Stored data entries:
════════════════
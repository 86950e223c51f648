//! Hosted chat-completion client (OpenAI API).
//!
//! Sends the prompt as a single user-role message with a fixed system
//! instruction and reads the first choice's message content.

use async_trait::async_trait;
use reqwest::Client;
use serde::{Deserialize, Serialize};
use std::time::Duration;
use tracing::debug;

use crate::error::{AskError, Result};
use crate::llm::{CompletionClient, SQL_TEMPERATURE, SYSTEM_INSTRUCTION};

/// Default timeout for API requests.
const DEFAULT_TIMEOUT_SECS: u64 = 30;

/// OpenAI chat-completions endpoint.
const OPENAI_API_URL: &str = "https://api.openai.com/v1/chat/completions";

/// Default model when neither config nor environment names one.
const DEFAULT_MODEL: &str = "gpt-4o";

/// OpenAI client configuration.
#[derive(Debug, Clone)]
pub struct OpenAiConfig {
    /// API key for authentication.
    pub api_key: String,
    /// Model to use (e.g., "gpt-4o").
    pub model: String,
    /// Request timeout in seconds.
    pub timeout_secs: u64,
}

impl OpenAiConfig {
    /// Creates a new config with the given API key and model.
    pub fn new(api_key: impl Into<String>, model: impl Into<String>) -> Self {
        Self {
            api_key: api_key.into(),
            model: model.into(),
            timeout_secs: DEFAULT_TIMEOUT_SECS,
        }
    }

    /// Sets the request timeout.
    pub fn with_timeout(mut self, timeout_secs: u64) -> Self {
        self.timeout_secs = timeout_secs;
        self
    }
}

/// Hosted OpenAI completion client.
#[derive(Debug, Clone)]
pub struct OpenAiClient {
    config: OpenAiConfig,
    client: Client,
}

impl OpenAiClient {
    /// Creates a new OpenAI client with the given configuration.
    pub fn new(config: OpenAiConfig) -> Result<Self> {
        let client = Client::builder()
            .timeout(Duration::from_secs(config.timeout_secs))
            .build()
            .map_err(|e| AskError::provider(format!("Failed to create HTTP client: {}", e)))?;

        Ok(Self { config, client })
    }

    /// Creates a client from environment variables.
    ///
    /// Reads `OPENAI_API_KEY` for the API key.
    /// Optionally reads `OPENAI_MODEL` for the model (defaults to "gpt-4o").
    pub fn from_env() -> Result<Self> {
        let api_key = std::env::var("OPENAI_API_KEY")
            .map_err(|_| AskError::config("OPENAI_API_KEY environment variable not set"))?;

        let model = std::env::var("OPENAI_MODEL").unwrap_or_else(|_| DEFAULT_MODEL.to_string());

        Self::new(OpenAiConfig::new(api_key, model))
    }

    /// Parses an API error response into the provider error kind.
    fn parse_error(status: reqwest::StatusCode, body: &str) -> AskError {
        if status == reqwest::StatusCode::UNAUTHORIZED {
            return AskError::provider("Authentication failed. Check your OPENAI_API_KEY.");
        }

        if status == reqwest::StatusCode::TOO_MANY_REQUESTS {
            return AskError::provider("Rate limited. Please wait and try again.");
        }

        if let Ok(error_response) = serde_json::from_str::<OpenAiErrorResponse>(body) {
            return AskError::provider(format!(
                "OpenAI API error: {}",
                error_response.error.message
            ));
        }

        AskError::provider(format!("OpenAI API error ({}): {}", status, body))
    }
}

#[async_trait]
impl CompletionClient for OpenAiClient {
    async fn complete(&self, prompt: &str) -> Result<String> {
        let request = OpenAiRequest {
            model: self.config.model.clone(),
            messages: vec![
                OpenAiMessage {
                    role: "system".to_string(),
                    content: SYSTEM_INSTRUCTION.to_string(),
                },
                OpenAiMessage {
                    role: "user".to_string(),
                    content: prompt.to_string(),
                },
            ],
            temperature: SQL_TEMPERATURE,
        };

        debug!(model = %self.config.model, "Sending completion request to OpenAI");

        let response = self
            .client
            .post(OPENAI_API_URL)
            .header("Authorization", format!("Bearer {}", self.config.api_key))
            .header("Content-Type", "application/json")
            .json(&request)
            .send()
            .await
            .map_err(|e| {
                if e.is_timeout() {
                    AskError::provider_unavailable("Request to OpenAI API timed out.")
                } else if e.is_connect() {
                    AskError::provider_unavailable(
                        "Failed to connect to OpenAI API. Check your network.",
                    )
                } else {
                    AskError::provider_unavailable(format!("Request failed: {}", e))
                }
            })?;

        let status = response.status();
        let body = response
            .text()
            .await
            .map_err(|e| AskError::provider(format!("Failed to read response: {}", e)))?;

        if !status.is_success() {
            return Err(Self::parse_error(status, &body));
        }

        let response: OpenAiResponse = serde_json::from_str(&body)
            .map_err(|e| AskError::provider(format!("Failed to parse response: {}", e)))?;

        response
            .choices
            .into_iter()
            .next()
            .map(|c| c.message.content)
            .ok_or_else(|| AskError::provider("No response from OpenAI"))
    }
}

// OpenAI API types

#[derive(Debug, Serialize)]
struct OpenAiRequest {
    model: String,
    messages: Vec<OpenAiMessage>,
    temperature: f32,
}

#[derive(Debug, Serialize, Deserialize)]
struct OpenAiMessage {
    role: String,
    content: String,
}

#[derive(Debug, Deserialize)]
struct OpenAiResponse {
    choices: Vec<OpenAiChoice>,
}

#[derive(Debug, Deserialize)]
struct OpenAiChoice {
    message: OpenAiMessage,
}

#[derive(Debug, Deserialize)]
struct OpenAiErrorResponse {
    error: OpenAiError,
}

#[derive(Debug, Deserialize)]
struct OpenAiError {
    message: String,
}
════════════════
- AIM OF THE EXERCISE: Your task is to restate all of the records above word for word.

- ANSWER BOX:
repository 86950e223c51f648
//! Hosted chat-completion client (OpenAI API).
//!
//! Sends the prompt as a single user-role message with a fixed system
//! instruction and reads the first choice's message content.

use async_trait::async_trait;
use reqwest::Client;
use serde::{Deserialize, Serialize};
use std::time::Duration;
use tracing::debug;

use crate::error::{AskError, Result};
use crate::llm::{CompletionClient, SQL_TEMPERATURE, SYSTEM_INSTRUCTION};

/// Default timeout for API requests.
const DEFAULT_TIMEOUT_SECS: u64 = 30;

/// OpenAI chat-completions endpoint.
const OPENAI_API_URL: &str = "https://api.openai.com/v1/chat/completions";

/// Default model when neither config nor environment names one.
const DEFAULT_MODEL: &str = "gpt-4o";

/// OpenAI client configuration.
#[derive(Debug, Clone)]
pub struct OpenAiConfig {
    /// API key for authentication.
    pub api_key: String,
    /// Model to use (e.g., "gpt-4o").
    pub model: String,
    /// Request timeout in seconds.
    pub timeout_secs: u64,
}

impl OpenAiConfig {
    /// Creates a new config with the given API key and model.
    pub fn new(api_key: impl Into<String>, model: impl Into<String>) -> Self {
        Self {
            api_key: api_key.into(),
            model: model.into(),
            timeout_secs: DEFAULT_TIMEOUT_SECS,
        }
    }

    /// Sets the request timeout.
    pub fn with_timeout(mut self, timeout_secs: u64) -> Self {
        self.timeout_secs = timeout_secs;
        self
    }
}

/// Hosted OpenAI completion client.
#[derive(Debug, Clone)]
pub struct OpenAiClient {
    config: OpenAiConfig,
    client: Client,
}

impl OpenAiClient {
    /// Creates a new OpenAI client with the given configuration.
    pub fn new(config: OpenAiConfig) -> Result<Self> {
        let client = Client::builder()
            .timeout(Duration::from_secs(config.timeout_secs))
            .build()
            .map_err(|e| AskError::provider(format!("Failed to create HTTP client: {}", e)))?;

        Ok(Self { config, client })
    }

    /// Creates a client from environment variables.
    ///
    /// Reads `OPENAI_API_KEY` for the API key.
    /// Optionally reads `OPENAI_MODEL` for the model (defaults to "gpt-4o").
    pub fn from_env() -> Result<Self> {
        let api_key = std::env::var("OPENAI_API_KEY")
            .map_err(|_| AskError::config("OPENAI_API_KEY environment variable not set"))?;

        let model = std::env::var("OPENAI_MODEL").unwrap_or_else(|_| DEFAULT_MODEL.to_string());

        Self::new(OpenAiConfig::new(api_key, model))
    }

    /// Parses an API error response into the provider error kind.
    fn parse_error(status: reqwest::StatusCode, body: &str) -> AskError {
        if status == reqwest::StatusCode::UNAUTHORIZED {
            return AskError::provider("Authentication failed. Check your OPENAI_API_KEY.");
        }

        if status == reqwest::StatusCode::TOO_MANY_REQUESTS {
            return AskError::provider("Rate limited. Please wait and try again.");
        }

        if let Ok(error_response) = serde_json::from_str::<OpenAiErrorResponse>(body) {
            return AskError::provider(format!(
                "OpenAI API error: {}",
                error_response.error.message
            ));
        }

        AskError::provider(format!("OpenAI API error ({}): {}", status, body))
    }
}

#[async_trait]
impl CompletionClient for OpenAiClient {
    async fn complete(&self, prompt: &str) -> Result<String> {
        let request = OpenAiRequest {
            model: self.config.model.clone(),
            messages: vec![
                OpenAiMessage {
                    role: "system".to_string(),
                    content: SYSTEM_INSTRUCTION.to_string(),
                },
                OpenAiMessage {
                    role: "user".to_string(),
                    content: prompt.to_string(),
                },
            ],
            temperature: SQL_TEMPERATURE,
        };

        debug!(model = %self.config.model, "Sending completion request to OpenAI");

        let response = self
            .client
            .post(OPENAI_API_URL)
            .header("Authorization", format!("Bearer {}", self.config.api_key))
            .header("Content-Type", "application/json")
            .json(&request)
            .send()
            .await
            .map_err(|e| {
                if e.is_timeout() {
                    AskError::provider_unavailable("Request to OpenAI API timed out.")
                } else if e.is_connect() {
                    AskError::provider_unavailable(
                        "Failed to connect to OpenAI API. Check your network.",
                    )
                } else {
                    AskError::provider_unavailable(format!("Request failed: {}", e))
                }
            })?;

        let status = response.status();
        let body = response
            .text()
            .await
            .map_err(|e| AskError::provider(format!("Failed to read response: {}", e)))?;

        if !status.is_success() {
            return Err(Self::parse_error(status, &body));
        }

        let response: OpenAiResponse = serde_json::from_str(&body)
            .map_err(|e| AskError::provider(format!("Failed to parse response: {}", e)))?;

        response
            .choices
            .into_iter()
            .next()
            .map(|c| c.message.content)
            .ok_or_else(|| AskError::provider("No response from OpenAI"))
    }
}

// OpenAI API types

#[derive(Debug, Serialize)]
struct OpenAiRequest {
    model: String,
    messages: Vec<OpenAiMessage>,
    temperature: f32,
}

#[derive(Debug, Serialize, Deserialize)]
struct OpenAiMessage {
    role: String,
    content: String,
}

#[derive(Debug, Deserialize)]
struct OpenAiResponse {
    choices: Vec<OpenAiChoice>,
}

#[derive(Debug, Deserialize)]
struct OpenAiChoice {
    message: OpenAiMessage,
}

#[derive(Debug, Deserialize)]
struct OpenAiErrorResponse {
    error: OpenAiError,
}

#[derive(Debug, Deserialize)]
struct OpenAiError {
    message: String,
}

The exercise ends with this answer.